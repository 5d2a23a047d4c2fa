//! Feedback file round-trips through the public store API

use feedback_insights::store::FeedbackStore;
use feedback_insights::FeedbackEntry;
use chrono::NaiveDate;

fn date(y: i32, m: u32, d: u32) -> NaiveDate {
    NaiveDate::from_ymd_opt(y, m, d).unwrap()
}

#[test]
fn test_save_assigns_next_id_after_existing() -> anyhow::Result<()> {
    let dir = tempfile::tempdir()?;
    let path = dir.path().join("feedback.txt");
    std::fs::write(
        &path,
        "# Customer Feedback Analysis\n\n## Detailed Feedback Entries\n\n\
         Feedback #1\nCustomer: Alice\nDepartment: Electronics\nDate: 2024-03-01\nComment: Great TV\nSentiment: POSITIVE\n\n\
         Feedback #2\nCustomer: Bob\nDepartment: Grocery\nDate: 2024-03-02\nComment: Long lines\nSentiment: NEGATIVE\n",
    )?;

    let store = FeedbackStore::new(&path);
    let saved = store.save(
        FeedbackEntry::new("Carol", "Bakery", "Bread was stale")
            .with_date(date(2024, 3, 3))
            .with_sentiment("NEGATIVE"),
    )?;
    assert_eq!(saved.id, Some(3));

    let all = store.scan_all()?;
    let ids: Vec<_> = all.iter().map(|e| e.id).collect();
    assert_eq!(ids, vec![Some(1), Some(2), Some(3)]);
    assert_eq!(all[2], saved);

    // Preamble and layout survive the rewrite
    let text = std::fs::read_to_string(&path)?;
    assert!(text.starts_with("# Customer Feedback Analysis\n\n## Detailed Feedback Entries\n\n"));
    assert!(text.contains("Feedback #3\nCustomer: Carol\nDepartment: Bakery\nDate: 2024-03-03\nComment: Bread was stale\nSentiment: NEGATIVE\n"));
    Ok(())
}

#[test]
fn test_malformed_block_is_skipped() -> anyhow::Result<()> {
    let dir = tempfile::tempdir()?;
    let path = dir.path().join("feedback.txt");
    std::fs::write(
        &path,
        "Some notes people left at the top\n\
         ## Detailed Feedback Entries\n\n\
         Feedback #1\nCustomer: Alice\nComment: Fine\n\n\
         Customer: Nobody\nComment: this block has no header\n\n\
         Feedback #3\nComment: Okay\nDate: not-a-date\n",
    )?;

    let store = FeedbackStore::new(&path);
    let all = store.scan_all()?;
    let ids: Vec<_> = all.iter().map(|e| e.id).collect();
    assert_eq!(ids, vec![Some(1), Some(3)]);

    // Unparseable dates fall back to today instead of dropping the record
    assert_eq!(all[1].date, Some(chrono::Local::now().date_naive()));
    assert_eq!(all[0].department, None);
    Ok(())
}

#[test]
fn test_queries_and_delete() -> anyhow::Result<()> {
    let dir = tempfile::tempdir()?;
    let store = FeedbackStore::new(dir.path().join("nested/feedback.txt"));

    // A missing file reads as empty
    assert!(store.scan_all()?.is_empty());
    assert!(store.find_by_id(1).is_none());

    store.save(FeedbackEntry::new("Alice", "Electronics", "Great").with_sentiment("POSITIVE"))?;
    store.save(FeedbackEntry::new("Bob", "electronics", "Broken").with_sentiment("NEGATIVE"))?;
    store.save(FeedbackEntry::new("Carol", "Grocery", "Fresh").with_sentiment("POSITIVE"))?;

    assert_eq!(store.find_by_department("ELECTRONICS").len(), 2);
    assert_eq!(store.find_by_sentiment("positive").len(), 2);
    assert_eq!(store.find_by_id(2).and_then(|e| e.customer).as_deref(), Some("Bob"));

    assert!(store.delete_by_id(2)?);
    assert!(!store.delete_by_id(2)?);
    assert!(store.find_by_id(2).is_none());

    // Ids are never reused below the current maximum
    let next = store.save(FeedbackEntry::new("Dan", "Grocery", "Ok"))?;
    assert_eq!(next.id, Some(4));
    Ok(())
}

#[test]
fn test_save_with_existing_id_replaces_and_moves_to_end() -> anyhow::Result<()> {
    let dir = tempfile::tempdir()?;
    let store = FeedbackStore::new(dir.path().join("feedback.txt"));
    store.save(FeedbackEntry::new("Alice", "Electronics", "First"))?;
    store.save(FeedbackEntry::new("Bob", "Grocery", "Second"))?;

    store.save(FeedbackEntry::new("Alice", "Electronics", "Edited").with_id(1))?;

    let all = store.scan_all()?;
    assert_eq!(all.len(), 2);
    assert_eq!(all[0].id, Some(2));
    assert_eq!(all[1].id, Some(1));
    assert_eq!(all[1].comment.as_deref(), Some("Edited"));
    Ok(())
}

....

- _Exercise prompt_
The answer is all of the material, given again exactly.

- _Solution to this task_
repository 5d2a23a047d4c2fa
//! Feedback file round-trips through the public store API

use feedback_insights::store::FeedbackStore;
use feedback_insights::FeedbackEntry;
use chrono::NaiveDate;

fn date(y: i32, m: u32, d: u32) -> NaiveDate {
    NaiveDate::from_ymd_opt(y, m, d).unwrap()
}

#[test]
fn test_save_assigns_next_id_after_existing() -> anyhow::Result<()> {
    let dir = tempfile::tempdir()?;
    let path = dir.path().join("feedback.txt");
    std::fs::write(
        &path,
        "# Customer Feedback Analysis\n\n## Detailed Feedback Entries\n\n\
         Feedback #1\nCustomer: Alice\nDepartment: Electronics\nDate: 2024-03-01\nComment: Great TV\nSentiment: POSITIVE\n\n\
         Feedback #2\nCustomer: Bob\nDepartment: Grocery\nDate: 2024-03-02\nComment: Long lines\nSentiment: NEGATIVE\n",
    )?;

    let store = FeedbackStore::new(&path);
    let saved = store.save(
        FeedbackEntry::new("Carol", "Bakery", "Bread was stale")
            .with_date(date(2024, 3, 3))
            .with_sentiment("NEGATIVE"),
    )?;
    assert_eq!(saved.id, Some(3));

    let all = store.scan_all()?;
    let ids: Vec<_> = all.iter().map(|e| e.id).collect();
    assert_eq!(ids, vec![Some(1), Some(2), Some(3)]);
    assert_eq!(all[2], saved);

    // Preamble and layout survive the rewrite
    let text = std::fs::read_to_string(&path)?;
    assert!(text.starts_with("# Customer Feedback Analysis\n\n## Detailed Feedback Entries\n\n"));
    assert!(text.contains("Feedback #3\nCustomer: Carol\nDepartment: Bakery\nDate: 2024-03-03\nComment: Bread was stale\nSentiment: NEGATIVE\n"));
    Ok(())
}

#[test]
fn test_malformed_block_is_skipped() -> anyhow::Result<()> {
    let dir = tempfile::tempdir()?;
    let path = dir.path().join("feedback.txt");
    std::fs::write(
        &path,
        "Some notes people left at the top\n\
         ## Detailed Feedback Entries\n\n\
         Feedback #1\nCustomer: Alice\nComment: Fine\n\n\
         Customer: Nobody\nComment: this block has no header\n\n\
         Feedback #3\nComment: Okay\nDate: not-a-date\n",
    )?;

    let store = FeedbackStore::new(&path);
    let all = store.scan_all()?;
    let ids: Vec<_> = all.iter().map(|e| e.id).collect();
    assert_eq!(ids, vec![Some(1), Some(3)]);

    // Unparseable dates fall back to today instead of dropping the record
    assert_eq!(all[1].date, Some(chrono::Local::now().date_naive()));
    assert_eq!(all[0].department, None);
    Ok(())
}

#[test]
fn test_queries_and_delete() -> anyhow::Result<()> {
    let dir = tempfile::tempdir()?;
    let store = FeedbackStore::new(dir.path().join("nested/feedback.txt"));

    // A missing file reads as empty
    assert!(store.scan_all()?.is_empty());
    assert!(store.find_by_id(1).is_none());

    store.save(FeedbackEntry::new("Alice", "Electronics", "Great").with_sentiment("POSITIVE"))?;
    store.save(FeedbackEntry::new("Bob", "electronics", "Broken").with_sentiment("NEGATIVE"))?;
    store.save(FeedbackEntry::new("Carol", "Grocery", "Fresh").with_sentiment("POSITIVE"))?;

    assert_eq!(store.find_by_department("ELECTRONICS").len(), 2);
    assert_eq!(store.find_by_sentiment("positive").len(), 2);
    assert_eq!(store.find_by_id(2).and_then(|e| e.customer).as_deref(), Some("Bob"));

    assert!(store.delete_by_id(2)?);
    assert!(!store.delete_by_id(2)?);
    assert!(store.find_by_id(2).is_none());

    // Ids are never reused below the current maximum
    let next = store.save(FeedbackEntry::new("Dan", "Grocery", "Ok"))?;
    assert_eq!(next.id, Some(4));
    Ok(())
}

#[test]
fn test_save_with_existing_id_replaces_and_moves_to_end() -> anyhow::Result<()> {
    let dir = tempfile::tempdir()?;
    let store = FeedbackStore::new(dir.path().join("feedback.txt"));
    store.save(FeedbackEntry::new("Alice", "Electronics", "First"))?;
    store.save(FeedbackEntry::new("Bob", "Grocery", "Second"))?;

    store.save(FeedbackEntry::new("Alice", "Electronics", "Edited").with_id(1))?;

    let all = store.scan_all()?;
    assert_eq!(all.len(), 2);
    assert_eq!(all[0].id, Some(2));
    assert_eq!(all[1].id, Some(1));
    assert_eq!(all[1].comment.as_deref(), Some("Edited"));
    Ok(())
}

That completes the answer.